Elle quitte son pays à seize ans pour achever ses études à la Slade Schooll of Fine Art à Londres. Et c'est dans cette ville qu'elle se fait remarquer. L'art de Paula Rego peu sensible aux recherches formelles de son époque est résolument figuratif et comme tel elle se trouve en empathie avec ce groupe d'artistes que l'on a réunis sous le nom d'école de Londres, tels Francis Bacon, Lucian Freud ou même David Hockney qu'elle a fréquentés, voire avec lesquels elle a entretenu des rapports d'amitié ; même si leur esthétique ou leurs recherches sont différentes voire divergentes.

 

Paula Rego épouse le peintre anglais Victor Willing et après une série de va-et-vient entre l'Angleterre et son pays elle finira par s'installer définitivement à Londres.

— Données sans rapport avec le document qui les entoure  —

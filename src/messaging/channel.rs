use lapin::options::ConfirmSelectOptions;
use lapin::{Channel, Connection};
use tracing::{error, info};

pub struct ChannelProvider;

impl ChannelProvider {

    /// Opens a publishing channel in confirm mode so every publish gets a broker ack.
    pub async fn create_channel(connection: &Connection) -> Result<Channel, ChannelError> {
        info!("Creating RabbitMQ channel");

        let channel = connection
            .create_channel()
            .await
            .map_err(|e| {
                error!(error = %e, "Failed to create RabbitMQ channel");
                ChannelError::CreationFailed(e.to_string())
            })?;

        info!(channel_id = channel.id(), "Channel created successfully");

        channel
            .confirm_select(ConfirmSelectOptions::default())
            .await
            .map_err(|e| {
                error!(error = %e, channel_id = channel.id(), "Failed to enable publisher confirms");
                ChannelError::ConfirmSelectFailed(e.to_string())
            })?;

        info!(channel_id = channel.id(), "Publisher confirms enabled");

        Ok(channel)
    }

    pub async fn close_channel(channel: Channel) -> Result<(), ChannelError> {
        let channel_id = channel.id();
        info!(channel_id, "Closing RabbitMQ channel");

        channel
            .close(200, "Normal shutdown")
            .await
            .map_err(|e| {
                error!(error = %e, channel_id, "Failed to close channel gracefully");
                ChannelError::CloseFailed(e.to_string())
            })?;

        info!(channel_id, "Channel closed successfully");
        Ok(())
    }
}

#[derive(Debug, thiserror::Error)]
pub enum ChannelError {
    #[error("Failed to create channel: {0}")]
    CreationFailed(String),

    #[error("Failed to enable publisher confirms: {0}")]
    ConfirmSelectFailed(String),

    #[error("Failed to close channel: {0}")]
    CloseFailed(String),
}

Cependant elle restera profondément portugaise : ses personnages, courts, trapus, aux visages comme taillés à la serpe, inspirés par les paysans de son pays, sont profondément lusitaniens. Une toile importante qui ouvre pratiquement l'exposition, La Danse(1988), est typique : sous un clair de lune deux couples endimanchés, pudiquement enlacés, tournent, en arrière deux femmes et une petite fille font une ronde, tandis qu'une femme (l'auteur qui vient de perdre son époux) solitaire suit le mouvement. Les personnages, pas vraiment séduisants et un tantinet démodés, sont graves, concentrés sur leur plaisir modeste ; ici nulle allégresse, nulle folie, nulle sensualité, chacun reste enfermé dans sa solitude, nous ne sommes pas dans un de ces bals tourbillonnants de la Saint-Jean au nord de l'Europe où les couples s'enlacent irrésistiblement en une joie païenne. Un tableau empreint de ce sentiment si portugais, la « saudade », une sorte de mélancolie fataliste qui est la matière de ce cri d'un peuple, le « fado ».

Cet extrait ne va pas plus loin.